If you pricked Sean Curran with a pin, a steam of rhythms might escape his body. In dramatic solos he shows how embarrassment or puzzlement disrupts the body's usual tempi. In the mesmerizing pure dance piece Symbolic Logic, his sense of timing, as well as his eye for design, braids variety into serenity. In three pieces premiered at the Joyce last week as a percussion suite, he really goes on a rhythm spree, aided by four terrific musicians. This is the Curran raised in Irish step dancing, the Curran who graced Stomp for several years.

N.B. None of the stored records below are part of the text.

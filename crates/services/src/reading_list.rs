use book_core::model::{PagePath, ReadingAssignment, ReadingPosition};

/// Continue-reading notice for the current page, appended to the main
/// content when the reader follows a reading assignment.
#[derive(Debug, Clone, PartialEq, Eq)]
pub enum ReadingListNotice {
    /// The assignment is done; the current page was its last reading.
    Finished { total: usize },
    /// There is a next reading; `position` is the current page's 1-based
    /// place in the assignment.
    Continue {
        href: String,
        position: usize,
        total: usize,
    },
    /// The page does not belong to the assignment.
    OffAssignment,
}

impl ReadingListNotice {
    /// Reader-facing text of the notice.
    #[must_use]
    pub fn message(&self) -> String {
        match self {
            Self::Finished { total } => {
                format!("Finished reading assignment. Page {total} of {total}.")
            }
            Self::Continue {
                position, total, ..
            } => format!(
                "Continue to page {} of {total} in the reading assignment.",
                position + 1
            ),
            Self::OffAssignment => {
                "This page is not part of the last reading assignment you visited.".to_string()
            }
        }
    }

    /// Link target when the notice is a continue link.
    #[must_use]
    pub fn href(&self) -> Option<&str> {
        match self {
            Self::Continue { href, .. } => Some(href),
            _ => None,
        }
    }
}

/// Work out the continue-reading notice for the current page.
#[must_use]
pub fn continue_reading(assignment: &ReadingAssignment, page: &PagePath) -> ReadingListNotice {
    match assignment.locate(&page.page_name()) {
        ReadingPosition::Finished { total } => ReadingListNotice::Finished { total },
        ReadingPosition::InProgress {
            next,
            position,
            total,
        } => ReadingListNotice::Continue {
            href: page.sibling(&next),
            position,
            total,
        },
        ReadingPosition::NotAssigned => ReadingListNotice::OffAssignment,
    }
}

Tigger Benford masterminded the music for all three pieces. Lighting designer Philip W. Sandström and visual designer Mark Randall collaborated to produce three broad paths across the floor and two across the backdrop, which change color between and within dances.

In Metal Garden, Benford labors in a sonorous jungle of percussion instruments, while co-composer Peter Jones plays prepared piano. Wearing handsome metallic costumes, eight dancers ring changes on the image of moving lines. They try out different walks. A jogging clump breaks into perky processions. Duets emerge from an ongoing dance, each new partner feeding in as an old one slips away. I like watching the human differences: tall Kevin Scarpin, short and solid Peter Kalivas, liquid Tony Guglietti, Heather Waldon-Arnold of the elegant legs, small Marisa Demos, the voluptuous mover Donna Scro Gentile. While six dancers (in three gender-blind couples) take turns slowly forming circles for their partners to slide through, Curran walks past carrying a watering can, a spade, a fake deer. Tending his beguiling garden.

Quadrabox Redux, created by Benford and Martha Partridge, ignites the audience. The pair plus Marty Beller and Curran cluster on four red boxes, creating rapid rhythms by clapping, slapping, stamping, and hitting the boxes. When they twist side to side to slap one another's hands, their turning heads reinforce the engaging camaraderie. Partridge and Curran jump up to patty-cake. The four change places. Three form a backup section while Benford pushes his box forward to solo as a seated virtuoso of syncopation.

Benford, Partridge, and Beller all play percussion for Abstract Concrete, while Curran and his brightly costumed dancers engage in further smart, occasionally arch games with lines, although in this dance there's more diversity and spatial freedom. Curran, as usual, practices high-definition choreography; nothing blurs or flies off. Yet the same warmth he displays during the bow, when he acknowledges the contributions of injured Amy Brous, infuses his works. These are companionable dances—sensual but not erotic. Pattern-parties. We're lucky to have been invited.


Ballet fans love to attend the School of American Ballet's annual workshop performances—whether to pick future stars or to see ballets fastidiously rehearsed and fervently performed. Like the Fairy Variations in Sleeping Beauty, the solos of Divertimento 15 (knowingly staged by Suki Schorer) showcase dancers, but because the music is Mozart and the choreographer Balanchine, they are full of luminous complications. Among the high points: Randi Ostek's firm, darting dancing; small, merry Megan Fairchild's speed and precision; and Lucien Postlewaite and Christian Tworzyanski's elegant presentation of the theme.